By execution and delivery of this Agreement, Bank acknowledges that the conditions precedent to the effectiveness of this Agreement have either been satisfied or waived. 

 

4.         Extension of Maturity Date.  Upon execution and delivery of this Agreement, and satisfaction of the conditions to effectiveness set forth in Section 3 hereof, Borrower and Bank hereby agree to extend the term of the Loan from March 10, 2012, to March 10, 2013.  The Loan shall mature, and be due and payable in full, on March 10, 2013.  Borrower shall have no further rights to extend the Loan. 

 

5.         Modification to the Loan Agreement.   

 

(a)        The “DEFINITIONS” Section of the Loan Agreement is hereby amended to amend and restate in their entirety the following definitions:

 

““Loan Rate”:  A fixed rate per annum equal to fifty (50) basis points (.50%); provided, however, that for that portion of the Loan which is equal to the dollar amount of the Funds which are invested in an Interest-bearing Investment Account, from time to time, the Loan Rate shall be a floating rate per annum equal to the Federal Funds Rate, in effect from time to time, plus twenty-five (25) basis points.  ”

 

““Maturity Date”: March 10, 2013.”

 

 

(b)        The “DEFINITIONS” Section of the Loan Agreement is hereby amended to add the following definitions in their appropriate alphabetical positions:

““Change”: As defined in Section 1.8.”

““Excluded Taxes”: Means, in the case of Bank (or any applicable Lending Installation), taxes imposed on its overall net income, and franchise taxes imposed on it, by (a) the jurisdiction under the laws of which Bank is incorporated or organized or (b) the jurisdiction in which the Bank’s principal executive office or Bank’s applicable Lending Installation is located.”

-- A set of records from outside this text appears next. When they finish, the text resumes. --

//! Time source abstraction
//!
//! Every store component reads "now" through a [`Clock`] so tests can move
//! time forward without sleeping.

use std::sync::{Arc, Mutex};

use chrono::{DateTime, Duration, NaiveTime, Utc};

/// Source of the current UTC instant
pub trait Clock: Send + Sync {
    fn now(&self) -> DateTime<Utc>;

    /// Midnight UTC of the current day
    fn start_of_day(&self) -> DateTime<Utc> {
        self.now()
            .date_naive()
            .and_time(NaiveTime::MIN)
            .and_utc()
    }
}

pub type SharedClock = Arc<dyn Clock>;

/// Wall clock
#[derive(Debug, Clone, Copy, Default)]
pub struct SystemClock;

impl Clock for SystemClock {
    fn now(&self) -> DateTime<Utc> {
        Utc::now()
    }
}

/// Manually driven clock for tests and replays
#[derive(Debug, Clone)]
pub struct ManualClock {
    now: Arc<Mutex<DateTime<Utc>>>,
}

impl ManualClock {
    pub fn new(start: DateTime<Utc>) -> Self {
        Self {
            now: Arc::new(Mutex::new(start)),
        }
    }

    pub fn advance(&self, by: Duration) {
        let mut now = self.now.lock().unwrap_or_else(|e| e.into_inner());
        *now += by;
    }

    pub fn set(&self, to: DateTime<Utc>) {
        let mut now = self.now.lock().unwrap_or_else(|e| e.into_inner());
        *now = to;
    }
}

impl Clock for ManualClock {
    fn now(&self) -> DateTime<Utc> {
        *self.now.lock().unwrap_or_else(|e| e.into_inner())
    }
}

““Lending Installation”: Means, with respect to Bank, the office, branch, subsidiary or affiliate of Bank listed on the signature page hereof or otherwise selected by Bank.  At the present time, the only Lending Installation is the Bank and any office of the Bank across the United States that is involved in the administration of the Loan and the Cash Collateral.” 

““Other Taxes”: Means any present or future stamp or documentary taxes and any other excise or property taxes, charges or similar levies which arise from any payment made hereunder or under this Agreement or from the execution or delivery of, or otherwise with respect to, this Agreement or the Note.”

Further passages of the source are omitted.